EXERCISE AIM: The answer must be every line of the records below that contains the word "return", copied out.

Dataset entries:
-------

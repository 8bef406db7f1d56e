//! 配置管理模块

use crate::filter::UnknownOperatorPolicy;
use crate::{AnalyticsError, Result};
use serde::{Deserialize, Serialize};
use std::fs;
use std::path::Path;
use std::time::Duration;

/// 分析核心总配置
#[derive(Debug, Clone, Default, Serialize, Deserialize)]
pub struct AnalyticsConfig {
    #[serde(default)]
    pub dataset: DatasetConfig,
    #[serde(default = "default_query_cache")]
    pub query_cache: CacheConfig,
    #[serde(default)]
    pub filter_cache: FilterCacheConfig,
    #[serde(default)]
    pub engine: EngineConfig,
    #[serde(default)]
    pub logging: LoggingConfig,
}

/// 日志配置
#[derive(Debug, Clone, Serialize, Deserialize)]
pub struct LoggingConfig {
    /// 默认过滤级别，`RUST_LOG` 优先
    #[serde(default = "default_log_level")]
    pub level: String,
}

impl Default for LoggingConfig {
    fn default() -> Self {
        Self {
            level: default_log_level(),
        }
    }
}

/// 数据集刷新配置
#[derive(Debug, Clone, Serialize, Deserialize)]
pub struct DatasetConfig {
    /// 快照生存时间 (秒)
    #[serde(default = "default_dataset_ttl")]
    pub ttl_secs: u64,
}

impl Default for DatasetConfig {
    fn default() -> Self {
        Self {
            ttl_secs: default_dataset_ttl(),
        }
    }
}

impl DatasetConfig {
    pub fn ttl(&self) -> Duration {
        Duration::from_secs(self.ttl_secs)
    }
}

/// 通用缓存配置
#[derive(Debug, Clone, Serialize, Deserialize)]
pub struct CacheConfig {
    /// 最大条目数 (超出时按 LRU 淘汰)
    #[serde(default = "default_max_entries")]
    pub max_entries: usize,
    /// 默认 TTL (秒)
    #[serde(default = "default_cache_ttl")]
    pub ttl_secs: u64,
    /// 后台清扫间隔 (秒)
    #[serde(default = "default_sweep_interval")]
    pub sweep_interval_secs: u64,
}

impl Default for CacheConfig {
    fn default() -> Self {
        Self {
            max_entries: default_max_entries(),
            ttl_secs: default_cache_ttl(),
            sweep_interval_secs: default_sweep_interval(),
        }
    }
}

impl CacheConfig {
    pub fn ttl(&self) -> Duration {
        Duration::from_secs(self.ttl_secs)
    }

    pub fn sweep_interval(&self) -> Duration {
        Duration::from_secs(self.sweep_interval_secs.max(1))
    }
}

/// 过滤规格缓存配置
#[derive(Debug, Clone, Serialize, Deserialize)]
pub struct FilterCacheConfig {
    #[serde(default = "default_max_entries")]
    pub max_entries: usize,
    #[serde(default = "default_filter_ttl")]
    pub ttl_secs: u64,
    #[serde(default = "default_sweep_interval")]
    pub sweep_interval_secs: u64,
    /// 模糊相似度阈值 (Jaccard, 0~1)
    #[serde(default = "default_similarity_threshold")]
    pub similarity_threshold: f64,
}

impl Default for FilterCacheConfig {
    fn default() -> Self {
        Self {
            max_entries: default_max_entries(),
            ttl_secs: default_filter_ttl(),
            sweep_interval_secs: default_sweep_interval(),
            similarity_threshold: default_similarity_threshold(),
        }
    }
}

impl FilterCacheConfig {
    pub fn cache(&self) -> CacheConfig {
        CacheConfig {
            max_entries: self.max_entries,
            ttl_secs: self.ttl_secs,
            sweep_interval_secs: self.sweep_interval_secs,
        }
    }
}

/// 执行引擎配置
#[derive(Debug, Clone, Serialize, Deserialize)]
pub struct EngineConfig {
    /// 未知过滤操作符的处理方式
    #[serde(default)]
    pub unknown_operator: UnknownOperatorPolicy,
    /// 立方体构建的最大输入记录数 (None = 不限制)
    #[serde(default)]
    pub max_cube_records: Option<usize>,
    /// 透视表最大单元格数 (None = 不限制)
    #[serde(default = "default_pivot_limit")]
    pub max_pivot_cells: Option<usize>,
}

impl Default for EngineConfig {
    fn default() -> Self {
        Self {
            unknown_operator: UnknownOperatorPolicy::default(),
            max_cube_records: None,
            max_pivot_cells: default_pivot_limit(),
        }
    }
}

impl AnalyticsConfig {
    pub fn from_toml_str(content: &str) -> Result<Self> {
        toml::from_str(content)
            .map_err(|e| AnalyticsError::ConfigError(format!("Failed to parse config: {}", e)))
    }

    pub fn load_from_file<P: AsRef<Path>>(path: P) -> Result<Self> {
        let content = fs::read_to_string(path.as_ref()).map_err(|e| {
            AnalyticsError::ConfigError(format!("Failed to read config file: {}", e))
        })?;
        Self::from_toml_str(&content)
    }

    pub fn load_default() -> Result<Self> {
        Self::load_from_file("config/analytics.toml")
    }
}

// 默认值函数
fn default_dataset_ttl() -> u64 {
    300
}
fn default_max_entries() -> usize {
    1000
}
fn default_cache_ttl() -> u64 {
    3600
}
fn default_filter_ttl() -> u64 {
    86_400
}
fn default_sweep_interval() -> u64 {
    60
}
fn default_similarity_threshold() -> f64 {
    0.8
}
fn default_pivot_limit() -> Option<usize> {
    Some(10_000)
}
fn default_log_level() -> String {
    "info".to_string()
}
fn default_query_cache() -> CacheConfig {
    CacheConfig::default()
}

#[cfg(test)]
mod tests {
    use super::*;
    use std::io::Write;

    #[test]
    fn test_defaults_from_empty_toml() {
        let config = AnalyticsConfig::from_toml_str("").unwrap();
        assert_eq!(config.dataset.ttl_secs, 300);
        assert_eq!(config.query_cache.max_entries, 1000);
        assert_eq!(config.filter_cache.similarity_threshold, 0.8);
        assert_eq!(config.engine.unknown_operator, UnknownOperatorPolicy::FailClosed);
        assert_eq!(config.engine.max_pivot_cells, Some(10_000));
        assert_eq!(config.logging.level, "info");
    }

    #[test]
    fn test_partial_override() {
        let config = AnalyticsConfig::from_toml_str(
            r#"
            [dataset]
            ttl_secs = 30

            [query_cache]
            max_entries = 50

            [engine]
            unknown_operator = "fail_open"
            max_cube_records = 5000
            "#,
        )
        .unwrap();

        assert_eq!(config.dataset.ttl(), Duration::from_secs(30));
        assert_eq!(config.query_cache.max_entries, 50);
        assert_eq!(config.query_cache.ttl_secs, 3600);
        assert_eq!(config.engine.unknown_operator, UnknownOperatorPolicy::FailOpen);
        assert_eq!(config.engine.max_cube_records, Some(5000));
        assert_eq!(config.engine.max_pivot_cells, Some(10_000));
    }

    #[test]
    fn test_load_from_file() {
        let mut file = tempfile::NamedTempFile::new().unwrap();
        writeln!(file, "[filter_cache]\nsimilarity_threshold = 0.6").unwrap();

        let config = AnalyticsConfig::load_from_file(file.path()).unwrap();
        assert_eq!(config.filter_cache.similarity_threshold, 0.6);
    }

    #[test]
    fn test_invalid_toml() {
        let err = AnalyticsConfig::from_toml_str("[dataset\nttl_secs = ").unwrap_err();
        assert!(matches!(err, AnalyticsError::ConfigError(_)));
    }
}
//! 缓存层
//!
//! 一套机制，三级特化:
//! - 数据集缓存: 单槽，仅 TTL (dataset::RecordStore 内部使用)
//! - 查询结果缓存: SHA-256(查询 + 上下文) → 完整响应
//! - 过滤规格缓存: 哈希(查询) → 规格，附带诊断用模糊检索
//!
//! 缓存对象显式构造并注入使用方，不存在全局单例。

pub mod filter_cache;
pub mod query_cache;
pub mod store;
pub mod sweeper;

pub use filter_cache::{jaccard, text_similarity, CachedSpec, FilterSpecCache, SimilarSpec};
pub use query_cache::{normalize_query, sha256_hex, QueryResultCache};
pub use store::{CacheEntry, CacheStats, CacheStore, EntryMeta};
pub use sweeper::{sweep_all, CacheSweeper, Sweepable};
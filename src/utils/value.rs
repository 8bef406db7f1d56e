//! 标量转换
//!
//! 记录中的值来自 CSV 导入，同一列里可能混杂数字、数字字符串和空串。
//! 这里集中处理所有「把 JSON 标量当成数字 / 文本 / 日期」的规则，
//! 过滤器、聚合器和时间序列共用同一套语义。

use chrono::{DateTime, NaiveDate};
use serde_json::Value;
use std::cmp::Ordering;

/// 支持的日期格式 (日-月-年优先)
const DATE_FORMATS: &[&str] = &["%d/%m/%Y", "%d-%m-%Y", "%d.%m.%Y", "%Y-%m-%d", "%Y/%m/%d"];

/// 字段是否缺失 (null / 空字符串 / 仅空白)
#[inline]
pub fn is_blank(value: Option<&Value>) -> bool {
    match value {
        None | Some(Value::Null) => true,
        Some(Value::String(s)) => s.trim().is_empty(),
        _ => false,
    }
}

/// 把标量解析为数字
///
/// 接受 JSON 数字以及数字字符串，字符串允许千分位逗号和末尾 `%`。
/// 非有限值 (NaN / inf) 视为不可解析。
pub fn numeric_value(value: &Value) -> Option<f64> {
    match value {
        Value::Number(n) => n.as_f64().filter(|f| f.is_finite()),
        Value::String(s) => parse_number(s),
        _ => None,
    }
}

fn parse_number(raw: &str) -> Option<f64> {
    let trimmed = raw.trim();
    if trimmed.is_empty() {
        return None;
    }
    let cleaned: String = trimmed
        .strip_suffix('%')
        .unwrap_or(trimmed)
        .chars()
        .filter(|c| *c != ',')
        .collect();
    cleaned.trim().parse::<f64>().ok().filter(|f| f.is_finite())
}

/// 标量的文本形式
///
/// 整数值的浮点数不带 `.0`，这样 `10` 和 `"10"` 在比较时一致。
pub fn text_value(value: &Value) -> Option<String> {
    match value {
        Value::Null => None,
        Value::String(s) => Some(s.clone()),
        Value::Bool(b) => Some(b.to_string()),
        Value::Number(n) => match n.as_f64() {
            Some(f) if f.fract() == 0.0 && f.abs() < 1e15 => Some(format!("{}", f as i64)),
            _ => Some(n.to_string()),
        },
        Value::Array(_) | Value::Object(_) => Some(value.to_string()),
    }
}

/// 比较用的规范化文本 (去空白 + 小写)
#[inline]
pub fn normalized_text(value: &Value) -> Option<String> {
    text_value(value).map(|s| s.trim().to_lowercase())
}

/// 解析日期
///
/// 依次尝试 `DATE_FORMATS`，最后退回 RFC 3339 以及带时间部分的 ISO 字符串。
pub fn parse_date(value: &Value) -> Option<NaiveDate> {
    let raw = match value {
        Value::String(s) => s.trim(),
        _ => return None,
    };
    if raw.is_empty() {
        return None;
    }

    for fmt in DATE_FORMATS {
        if let Ok(date) = NaiveDate::parse_from_str(raw, fmt) {
            return Some(date);
        }
    }

    if let Ok(dt) = DateTime::parse_from_rfc3339(raw) {
        return Some(dt.date_naive());
    }

    // "15/03/2025 10:30" 之类带时间的值，只取日期部分
    raw.split(|c: char| c == ' ' || c == 'T')
        .next()
        .filter(|head| head.len() < raw.len())
        .and_then(|head| {
            DATE_FORMATS
                .iter()
                .find_map(|fmt| NaiveDate::parse_from_str(head, fmt).ok())
        })
}

/// 保留两位小数
#[inline]
pub fn round2(value: f64) -> f64 {
    (value * 100.0).round() / 100.0
}

/// 整数能被 f64 精确表示的上界 (2^53)
const MAX_EXACT_INT: f64 = 9_007_199_254_740_992.0;

/// 把计算结果转成 JSON 值 (None / 非有限值 → null)
///
/// 整数值输出为 JSON 整数 (`15` 而不是 `15.0`)。
pub fn number_or_null(value: Option<f64>) -> Value {
    match value {
        Some(f) if f.is_finite() && f.fract() == 0.0 && f.abs() <= MAX_EXACT_INT => {
            Value::from(f as i64)
        }
        Some(f) => serde_json::Number::from_f64(f)
            .map(Value::Number)
            .unwrap_or(Value::Null),
        None => Value::Null,
    }
}

/// 两个存在的标量之间的排序
///
/// 双方都能解析为数字时按数值比较，否则按字符串字典序比较。
pub fn compare_scalars(a: &Value, b: &Value) -> Ordering {
    match (numeric_value(a), numeric_value(b)) {
        (Some(x), Some(y)) => x.partial_cmp(&y).unwrap_or(Ordering::Equal),
        _ => {
            let left = text_value(a).unwrap_or_default();
            let right = text_value(b).unwrap_or_default();
            left.cmp(&right)
        }
    }
}
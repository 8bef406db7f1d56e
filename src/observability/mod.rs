//! 可观测性模块
//!
//! 提供 Prometheus 指标导出、查询延迟追踪以及日志初始化

pub mod logging;
pub mod metrics;

pub use logging::init_logging;
pub use metrics::*;
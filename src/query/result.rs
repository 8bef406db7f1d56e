//! 查询结果

use crate::cube::{CubeQueryResult, PivotTable, TimeSeries};
use crate::stats::SampleAdequacy;
use crate::Record;
use serde::Serialize;

/// 结果摘要
#[derive(Debug, Clone, PartialEq, Serialize)]
#[serde(rename_all = "camelCase")]
pub struct QuerySummary {
    /// 快照中的记录数
    pub original_records: usize,
    /// 过滤后的记录数
    pub filtered_records: usize,
    /// 返回的行数 (排序截断后)
    pub result_count: usize,
    pub processing_time_ms: f64,
    /// 基于过滤后记录数的样本量评估
    pub sample_adequacy: SampleAdequacy,
    pub from_cache: bool,
}

/// 分析扩展的结构化输出
#[derive(Debug, Clone, PartialEq, Serialize)]
#[serde(rename_all = "camelCase")]
pub enum AnalysisOutput {
    Pivot(PivotTable),
    TimeSeries(TimeSeries),
    /// 切片查询结果；全部叶子在 `rows` 中
    Cube(CubeQueryResult),
}

/// 查询结果
#[derive(Debug, Clone, PartialEq, Serialize)]
#[serde(rename_all = "camelCase")]
pub struct QueryResult {
    pub rows: Vec<Record>,
    pub summary: QuerySummary,
    #[serde(skip_serializing_if = "Option::is_none")]
    pub analysis: Option<AnalysisOutput>,
}

impl QueryResult {
    pub fn len(&self) -> usize {
        self.rows.len()
    }

    pub fn is_empty(&self) -> bool {
        self.rows.is_empty()
    }

    pub fn to_json(&self) -> crate::Result<serde_json::Value> {
        Ok(serde_json::to_value(self)?)
    }
}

-------

RESPONSE FOR THIS EXERCISE:
        return None;
        _ => return None,
        return None;
            return Some(date);
        return Some(dt.date_naive());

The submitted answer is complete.